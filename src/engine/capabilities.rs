// Edge Engine — Capability Prober
//
// One-shot description of what this device can do, taken at startup and
// sent with device registration. Each probe runs in isolation: a probe that
// panics or cannot read its source reports false/zero and the rest carry on.
//
//   storage   sysinfo disk holding the data dir + a write test
//   compute   available_parallelism, sysinfo total memory, GPU/NPU nodes,
//             runtime CPU feature detection
//   network   whatever the ConnectivitySource reports

use crate::atoms::traits::ConnectivitySource;
use crate::atoms::types::{
    ComputeCapabilities, DeviceCapabilities, NumericKernels, StorageCapabilities,
};
use log::{info, warn};
use sha2::{Digest, Sha256};
use std::panic::{catch_unwind, AssertUnwindSafe};
use std::path::Path;
use sysinfo::{Disks, System};

const PROBE_FILE: &str = ".edge-probe";

pub fn probe(data_dir: &Path, connectivity: &dyn ConnectivitySource) -> DeviceCapabilities {
    let caps = DeviceCapabilities {
        storage: guarded("storage", || probe_storage(data_dir)),
        compute: ComputeCapabilities {
            cores: guarded("cores", probe_cores),
            memory_bytes: guarded("memory", probe_memory),
            gpu_acceleration: guarded("gpu", probe_gpu),
            tensor_acceleration: guarded("tensor", probe_tensor),
            numeric_kernels: guarded("numeric kernels", probe_numeric_kernels),
        },
        network: guarded("network", || connectivity.network_info()),
    };
    info!(
        "[probe] {} cores, {} MiB memory, gpu={}, tensor={}, {} MiB free storage",
        caps.compute.cores,
        caps.compute.memory_bytes / (1024 * 1024),
        caps.compute.gpu_acceleration,
        caps.compute.tensor_acceleration,
        caps.storage.available_bytes / (1024 * 1024),
    );
    caps
}

/// Stable hash of the hardware/OS profile. Not an identity: two identical
/// machines share a fingerprint.
pub fn device_fingerprint(caps: &DeviceCapabilities) -> String {
    let mut hasher = Sha256::new();
    hasher.update(std::env::consts::OS.as_bytes());
    hasher.update(b"|");
    hasher.update(std::env::consts::ARCH.as_bytes());
    hasher.update(b"|");
    hasher.update(caps.compute.cores.to_le_bytes());
    hasher.update(b"|");
    hasher.update(caps.compute.memory_bytes.to_le_bytes());
    format!("{:x}", hasher.finalize())
}

fn guarded<T: Default>(name: &str, f: impl FnOnce() -> T) -> T {
    catch_unwind(AssertUnwindSafe(f)).unwrap_or_else(|_| {
        warn!("[probe] {} probe panicked, reporting default", name);
        T::default()
    })
}

// ── Storage ────────────────────────────────────────────────────────────────

fn probe_storage(data_dir: &Path) -> StorageCapabilities {
    let (quota_bytes, available_bytes) = disk_space(data_dir).unwrap_or((0, 0));
    StorageCapabilities {
        quota_bytes,
        available_bytes,
        persistence_granted: can_write(data_dir),
    }
}

fn can_write(dir: &Path) -> bool {
    if std::fs::create_dir_all(dir).is_err() {
        return false;
    }
    let probe = dir.join(PROBE_FILE);
    let ok = std::fs::write(&probe, b"ok").is_ok();
    let _ = std::fs::remove_file(&probe);
    ok
}

/// Total and available bytes of the disk holding `dir`: the mounted disk
/// with the longest mount point that is a prefix of the path.
fn disk_space(dir: &Path) -> Option<(u64, u64)> {
    // The data dir may not exist yet; measure its nearest existing ancestor.
    let existing = dir.ancestors().find(|p| p.exists())?;
    let existing = existing.canonicalize().unwrap_or_else(|_| existing.to_path_buf());
    let disks = Disks::new_with_refreshed_list();
    disks
        .list()
        .iter()
        .filter(|disk| existing.starts_with(disk.mount_point()))
        .max_by_key(|disk| disk.mount_point().as_os_str().len())
        .map(|disk| (disk.total_space(), disk.available_space()))
}

// ── Compute ────────────────────────────────────────────────────────────────

fn probe_cores() -> usize {
    std::thread::available_parallelism().map(|n| n.get()).unwrap_or(1)
}

fn probe_memory() -> u64 {
    let mut system = System::new();
    system.refresh_memory();
    system.total_memory()
}

fn probe_gpu() -> bool {
    if cfg!(target_os = "macos") {
        // Metal is always present on supported macOS hardware.
        return true;
    }
    ["/dev/dri/renderD128", "/dev/nvidia0", "/dev/kfd"]
        .iter()
        .any(|p| Path::new(p).exists())
}

fn probe_tensor() -> bool {
    std::fs::read_dir("/dev/accel")
        .map(|mut entries| entries.next().is_some())
        .unwrap_or(false)
}

#[allow(unused_mut)]
fn probe_numeric_kernels() -> NumericKernels {
    let mut kernels = NumericKernels::default();
    #[cfg(any(target_arch = "x86", target_arch = "x86_64"))]
    {
        kernels.simd = std::arch::is_x86_feature_detected!("sse4.1");
        kernels.avx2 = std::arch::is_x86_feature_detected!("avx2");
        kernels.fma = std::arch::is_x86_feature_detected!("fma");
    }
    #[cfg(target_arch = "aarch64")]
    {
        kernels.neon = std::arch::is_aarch64_feature_detected!("neon");
        kernels.simd = kernels.neon;
    }
    kernels
}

*-*-*

§ Instructions for the task: Nothing in the records may be left out; transcribe all of them exactly.

§ Solution:
filename src/engine/capabilities.rs
// Edge Engine — Capability Prober
//
// One-shot description of what this device can do, taken at startup and
// sent with device registration. Each probe runs in isolation: a probe that
// panics or cannot read its source reports false/zero and the rest carry on.
//
//   storage   sysinfo disk holding the data dir + a write test
//   compute   available_parallelism, sysinfo total memory, GPU/NPU nodes,
//             runtime CPU feature detection
//   network   whatever the ConnectivitySource reports

use crate::atoms::traits::ConnectivitySource;
use crate::atoms::types::{
    ComputeCapabilities, DeviceCapabilities, NumericKernels, StorageCapabilities,
};
use log::{info, warn};
use sha2::{Digest, Sha256};
use std::panic::{catch_unwind, AssertUnwindSafe};
use std::path::Path;
use sysinfo::{Disks, System};

const PROBE_FILE: &str = ".edge-probe";

pub fn probe(data_dir: &Path, connectivity: &dyn ConnectivitySource) -> DeviceCapabilities {
    let caps = DeviceCapabilities {
        storage: guarded("storage", || probe_storage(data_dir)),
        compute: ComputeCapabilities {
            cores: guarded("cores", probe_cores),
            memory_bytes: guarded("memory", probe_memory),
            gpu_acceleration: guarded("gpu", probe_gpu),
            tensor_acceleration: guarded("tensor", probe_tensor),
            numeric_kernels: guarded("numeric kernels", probe_numeric_kernels),
        },
        network: guarded("network", || connectivity.network_info()),
    };
    info!(
        "[probe] {} cores, {} MiB memory, gpu={}, tensor={}, {} MiB free storage",
        caps.compute.cores,
        caps.compute.memory_bytes / (1024 * 1024),
        caps.compute.gpu_acceleration,
        caps.compute.tensor_acceleration,
        caps.storage.available_bytes / (1024 * 1024),
    );
    caps
}

/// Stable hash of the hardware/OS profile. Not an identity: two identical
/// machines share a fingerprint.
pub fn device_fingerprint(caps: &DeviceCapabilities) -> String {
    let mut hasher = Sha256::new();
    hasher.update(std::env::consts::OS.as_bytes());
    hasher.update(b"|");
    hasher.update(std::env::consts::ARCH.as_bytes());
    hasher.update(b"|");
    hasher.update(caps.compute.cores.to_le_bytes());
    hasher.update(b"|");
    hasher.update(caps.compute.memory_bytes.to_le_bytes());
    format!("{:x}", hasher.finalize())
}

fn guarded<T: Default>(name: &str, f: impl FnOnce() -> T) -> T {
    catch_unwind(AssertUnwindSafe(f)).unwrap_or_else(|_| {
        warn!("[probe] {} probe panicked, reporting default", name);
        T::default()
    })
}

// ── Storage ────────────────────────────────────────────────────────────────

fn probe_storage(data_dir: &Path) -> StorageCapabilities {
    let (quota_bytes, available_bytes) = disk_space(data_dir).unwrap_or((0, 0));
    StorageCapabilities {
        quota_bytes,
        available_bytes,
        persistence_granted: can_write(data_dir),
    }
}

fn can_write(dir: &Path) -> bool {
    if std::fs::create_dir_all(dir).is_err() {
        return false;
    }
    let probe = dir.join(PROBE_FILE);
    let ok = std::fs::write(&probe, b"ok").is_ok();
    let _ = std::fs::remove_file(&probe);
    ok
}

/// Total and available bytes of the disk holding `dir`: the mounted disk
/// with the longest mount point that is a prefix of the path.
fn disk_space(dir: &Path) -> Option<(u64, u64)> {
    // The data dir may not exist yet; measure its nearest existing ancestor.
    let existing = dir.ancestors().find(|p| p.exists())?;
    let existing = existing.canonicalize().unwrap_or_else(|_| existing.to_path_buf());
    let disks = Disks::new_with_refreshed_list();
    disks
        .list()
        .iter()
        .filter(|disk| existing.starts_with(disk.mount_point()))
        .max_by_key(|disk| disk.mount_point().as_os_str().len())
        .map(|disk| (disk.total_space(), disk.available_space()))
}

// ── Compute ────────────────────────────────────────────────────────────────

fn probe_cores() -> usize {
    std::thread::available_parallelism().map(|n| n.get()).unwrap_or(1)
}

fn probe_memory() -> u64 {
    let mut system = System::new();
    system.refresh_memory();
    system.total_memory()
}

fn probe_gpu() -> bool {
    if cfg!(target_os = "macos") {
        // Metal is always present on supported macOS hardware.
        return true;
    }
    ["/dev/dri/renderD128", "/dev/nvidia0", "/dev/kfd"]
        .iter()
        .any(|p| Path::new(p).exists())
}

fn probe_tensor() -> bool {
    std::fs::read_dir("/dev/accel")
        .map(|mut entries| entries.next().is_some())
        .unwrap_or(false)
}

#[allow(unused_mut)]
fn probe_numeric_kernels() -> NumericKernels {
    let mut kernels = NumericKernels::default();
    #[cfg(any(target_arch = "x86", target_arch = "x86_64"))]
    {
        kernels.simd = std::arch::is_x86_feature_detected!("sse4.1");
        kernels.avx2 = std::arch::is_x86_feature_detected!("avx2");
        kernels.fma = std::arch::is_x86_feature_detected!("fma");
    }
    #[cfg(target_arch = "aarch64")]
    {
        kernels.neon = std::arch::is_aarch64_feature_detected!("neon");
        kernels.simd = kernels.neon;
    }
    kernels
}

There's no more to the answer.